EXERCISE BRIEF: From the first line to the last, retype the data below exactly.

[MATERIALS PROVIDED Boundary: Start]

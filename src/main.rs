//! Pool Tracker CLI
//!
//! Run with: cargo run -- refresh --pools pools.json
//!
//! Reads a JSON array of pool entities, refreshes every pool through the
//! tracker registered for its type and prints the refreshed pools as JSON.

use alloy_provider::ProviderBuilder;
use clap::{Parser, Subcommand};
use color_eyre::eyre::Result;
use console::style;
use std::collections::BTreeMap;
use std::fs;
use std::path::PathBuf;
use std::sync::Arc;
use std::time::Instant;
use tracing::{error, info, warn};
use tracing_subscriber::{layer::SubscriberExt, util::SubscriberInitExt};

use pool_tracker::multicall::{CancelHandle, RpcCaller};
use pool_tracker::{refresh_pools, CallContext, Config, MulticallClient, Pool, TrackerRegistry};

#[derive(Parser)]
#[command(name = "pool-tracker", version, about = "Refresh AMM pool state via Multicall3")]
struct Cli {
    /// TOML config file (defaults to environment / .env)
    #[arg(long, global = true)]
    config: Option<PathBuf>,

    #[command(subcommand)]
    command: Command,
}

#[derive(Subcommand)]
enum Command {
    /// Refresh pools read from a JSON file
    Refresh {
        /// JSON array of pool entities
        #[arg(long)]
        pools: PathBuf,

        /// Read state at this block instead of latest
        #[arg(long)]
        block: Option<u64>,

        /// Write refreshed pools here instead of stdout
        #[arg(long)]
        output: Option<PathBuf>,
    },

    /// List supported protocol types
    Protocols,
}

fn print_banner() {
    eprintln!();
    eprintln!(
        "{}",
        style("═══════════════════════════════════════════════════════════════").cyan()
    );
    eprintln!("{}", style(" POOL TRACKER - Multicall3 state refresh").cyan().bold());
    eprintln!(
        "{}",
        style("═══════════════════════════════════════════════════════════════").cyan()
    );
    eprintln!();
}

fn load_config(path: Option<&PathBuf>) -> Result<Config> {
    let config = match path {
        Some(path) => Config::from_file(path)?,
        None => Config::from_env()?,
    };

    if let Err(e) = config.validate() {
        error!("Configuration validation failed: {}", e);
        error!("Please check your config file or .env");
        return Err(e);
    }
    Ok(config)
}

fn list_protocols(registry: &TrackerRegistry) {
    println!("{}", style("Supported protocols:").bold());
    for pool_type in registry.pool_types() {
        println!("  • {}", pool_type);
    }
}

async fn refresh(
    config: &Config,
    registry: &TrackerRegistry,
    pools_path: PathBuf,
    block: Option<u64>,
    output: Option<PathBuf>,
) -> Result<()> {
    let pools: Vec<Pool> = serde_json::from_str(&fs::read_to_string(&pools_path)?)?;
    info!("Loaded {} pools from {}", pools.len(), pools_path.display());

    let provider = ProviderBuilder::new().connect_http(config.rpc_url.parse()?);
    let client = Arc::new(
        MulticallClient::new(Arc::new(RpcCaller::new(provider)))
            .with_address(config.multicall_address),
    );

    let (cancel, signal) = CancelHandle::new();
    tokio::spawn(async move {
        if tokio::signal::ctrl_c().await.is_ok() {
            warn!("Interrupted, cancelling in-flight refreshes");
            cancel.cancel();
        }
    });

    let mut ctx = CallContext::latest()
        .with_timeout(config.request_timeout())
        .with_cancel(signal);
    if let Some(block) = block {
        ctx = ctx.at_block(block);
    }

    // group by source so each tracker is built once
    let mut groups: BTreeMap<(String, String), Vec<usize>> = BTreeMap::new();
    for (i, pool) in pools.iter().enumerate() {
        let dex_id = if pool.exchange.is_empty() {
            pool.pool_type.clone()
        } else {
            pool.exchange.clone()
        };
        groups
            .entry((dex_id, pool.pool_type.clone()))
            .or_default()
            .push(i);
    }

    let start = Instant::now();
    let mut refreshed: Vec<Option<Pool>> = vec![None; pools.len()];
    let (mut failed, mut skipped) = (0usize, 0usize);

    for ((dex_id, pool_type), indices) in groups {
        let tracker = match registry.build(config.dex(&dex_id, &pool_type), client.clone()) {
            Ok(tracker) => tracker,
            Err(e) => {
                warn!("[{}] Skipping {} pools: {}", dex_id, indices.len(), e);
                skipped += indices.len();
                continue;
            }
        };

        let batch: Vec<Pool> = indices.iter().map(|&i| pools[i].clone()).collect();
        let results = refresh_pools(tracker.as_ref(), &batch, &ctx).await;

        for (i, result) in indices.into_iter().zip(results) {
            match result {
                Ok(pool) => refreshed[i] = Some(pool),
                Err(e) => {
                    error!("[{}] {}", dex_id, e);
                    failed += 1;
                }
            }
        }
    }

    let ok: Vec<Pool> = refreshed.into_iter().flatten().collect();

    eprintln!();
    eprintln!(
        "{} {} refreshed, {} failed, {} skipped in {:?}",
        style("✓").green().bold(),
        style(ok.len()).green(),
        style(failed).red(),
        style(skipped).yellow(),
        start.elapsed()
    );

    let json = serde_json::to_string_pretty(&ok)?;
    match output {
        Some(path) => {
            fs::write(&path, json)?;
            info!("Wrote refreshed pools to {}", path.display());
        }
        None => println!("{}", json),
    }

    Ok(())
}

#[tokio::main]
async fn main() -> Result<()> {
    color_eyre::install()?;

    tracing_subscriber::registry()
        .with(tracing_subscriber::fmt::layer().with_writer(std::io::stderr))
        .with(
            tracing_subscriber::EnvFilter::from_default_env()
                .add_directive("pool_tracker=info".parse()?),
        )
        .init();

    let cli = Cli::parse();
    let registry = TrackerRegistry::with_defaults()?;

    match cli.command {
        Command::Protocols => list_protocols(&registry),
        Command::Refresh {
            pools,
            block,
            output,
        } => {
            print_banner();
            let config = load_config(cli.config.as_ref())?;
            eprintln!("{}", config);
            eprintln!();
            refresh(&config, &registry, pools, block, output).await?;
        }
    }

    Ok(())
}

[MATERIALS PROVIDED Boundary: End]

WRITTEN SOLUTION:
filename src/main.rs
//! Pool Tracker CLI
//!
//! Run with: cargo run -- refresh --pools pools.json
//!
//! Reads a JSON array of pool entities, refreshes every pool through the
//! tracker registered for its type and prints the refreshed pools as JSON.

use alloy_provider::ProviderBuilder;
use clap::{Parser, Subcommand};
use color_eyre::eyre::Result;
use console::style;
use std::collections::BTreeMap;
use std::fs;
use std::path::PathBuf;
use std::sync::Arc;
use std::time::Instant;
use tracing::{error, info, warn};
use tracing_subscriber::{layer::SubscriberExt, util::SubscriberInitExt};

use pool_tracker::multicall::{CancelHandle, RpcCaller};
use pool_tracker::{refresh_pools, CallContext, Config, MulticallClient, Pool, TrackerRegistry};

#[derive(Parser)]
#[command(name = "pool-tracker", version, about = "Refresh AMM pool state via Multicall3")]
struct Cli {
    /// TOML config file (defaults to environment / .env)
    #[arg(long, global = true)]
    config: Option<PathBuf>,

    #[command(subcommand)]
    command: Command,
}

#[derive(Subcommand)]
enum Command {
    /// Refresh pools read from a JSON file
    Refresh {
        /// JSON array of pool entities
        #[arg(long)]
        pools: PathBuf,

        /// Read state at this block instead of latest
        #[arg(long)]
        block: Option<u64>,

        /// Write refreshed pools here instead of stdout
        #[arg(long)]
        output: Option<PathBuf>,
    },

    /// List supported protocol types
    Protocols,
}

fn print_banner() {
    eprintln!();
    eprintln!(
        "{}",
        style("═══════════════════════════════════════════════════════════════").cyan()
    );
    eprintln!("{}", style(" POOL TRACKER - Multicall3 state refresh").cyan().bold());
    eprintln!(
        "{}",
        style("═══════════════════════════════════════════════════════════════").cyan()
    );
    eprintln!();
}

fn load_config(path: Option<&PathBuf>) -> Result<Config> {
    let config = match path {
        Some(path) => Config::from_file(path)?,
        None => Config::from_env()?,
    };

    if let Err(e) = config.validate() {
        error!("Configuration validation failed: {}", e);
        error!("Please check your config file or .env");
        return Err(e);
    }
    Ok(config)
}

fn list_protocols(registry: &TrackerRegistry) {
    println!("{}", style("Supported protocols:").bold());
    for pool_type in registry.pool_types() {
        println!("  • {}", pool_type);
    }
}

async fn refresh(
    config: &Config,
    registry: &TrackerRegistry,
    pools_path: PathBuf,
    block: Option<u64>,
    output: Option<PathBuf>,
) -> Result<()> {
    let pools: Vec<Pool> = serde_json::from_str(&fs::read_to_string(&pools_path)?)?;
    info!("Loaded {} pools from {}", pools.len(), pools_path.display());

    let provider = ProviderBuilder::new().connect_http(config.rpc_url.parse()?);
    let client = Arc::new(
        MulticallClient::new(Arc::new(RpcCaller::new(provider)))
            .with_address(config.multicall_address),
    );

    let (cancel, signal) = CancelHandle::new();
    tokio::spawn(async move {
        if tokio::signal::ctrl_c().await.is_ok() {
            warn!("Interrupted, cancelling in-flight refreshes");
            cancel.cancel();
        }
    });

    let mut ctx = CallContext::latest()
        .with_timeout(config.request_timeout())
        .with_cancel(signal);
    if let Some(block) = block {
        ctx = ctx.at_block(block);
    }

    // group by source so each tracker is built once
    let mut groups: BTreeMap<(String, String), Vec<usize>> = BTreeMap::new();
    for (i, pool) in pools.iter().enumerate() {
        let dex_id = if pool.exchange.is_empty() {
            pool.pool_type.clone()
        } else {
            pool.exchange.clone()
        };
        groups
            .entry((dex_id, pool.pool_type.clone()))
            .or_default()
            .push(i);
    }

    let start = Instant::now();
    let mut refreshed: Vec<Option<Pool>> = vec![None; pools.len()];
    let (mut failed, mut skipped) = (0usize, 0usize);

    for ((dex_id, pool_type), indices) in groups {
        let tracker = match registry.build(config.dex(&dex_id, &pool_type), client.clone()) {
            Ok(tracker) => tracker,
            Err(e) => {
                warn!("[{}] Skipping {} pools: {}", dex_id, indices.len(), e);
                skipped += indices.len();
                continue;
            }
        };

        let batch: Vec<Pool> = indices.iter().map(|&i| pools[i].clone()).collect();
        let results = refresh_pools(tracker.as_ref(), &batch, &ctx).await;

        for (i, result) in indices.into_iter().zip(results) {
            match result {
                Ok(pool) => refreshed[i] = Some(pool),
                Err(e) => {
                    error!("[{}] {}", dex_id, e);
                    failed += 1;
                }
            }
        }
    }

    let ok: Vec<Pool> = refreshed.into_iter().flatten().collect();

    eprintln!();
    eprintln!(
        "{} {} refreshed, {} failed, {} skipped in {:?}",
        style("✓").green().bold(),
        style(ok.len()).green(),
        style(failed).red(),
        style(skipped).yellow(),
        start.elapsed()
    );

    let json = serde_json::to_string_pretty(&ok)?;
    match output {
        Some(path) => {
            fs::write(&path, json)?;
            info!("Wrote refreshed pools to {}", path.display());
        }
        None => println!("{}", json),
    }

    Ok(())
}

#[tokio::main]
async fn main() -> Result<()> {
    color_eyre::install()?;

    tracing_subscriber::registry()
        .with(tracing_subscriber::fmt::layer().with_writer(std::io::stderr))
        .with(
            tracing_subscriber::EnvFilter::from_default_env()
                .add_directive("pool_tracker=info".parse()?),
        )
        .init();

    let cli = Cli::parse();
    let registry = TrackerRegistry::with_defaults()?;

    match cli.command {
        Command::Protocols => list_protocols(&registry),
        Command::Refresh {
            pools,
            block,
            output,
        } => {
            print_banner();
            let config = load_config(cli.config.as_ref())?;
            eprintln!("{}", config);
            eprintln!();
            refresh(&config, &registry, pools, block, output).await?;
        }
    }

    Ok(())
}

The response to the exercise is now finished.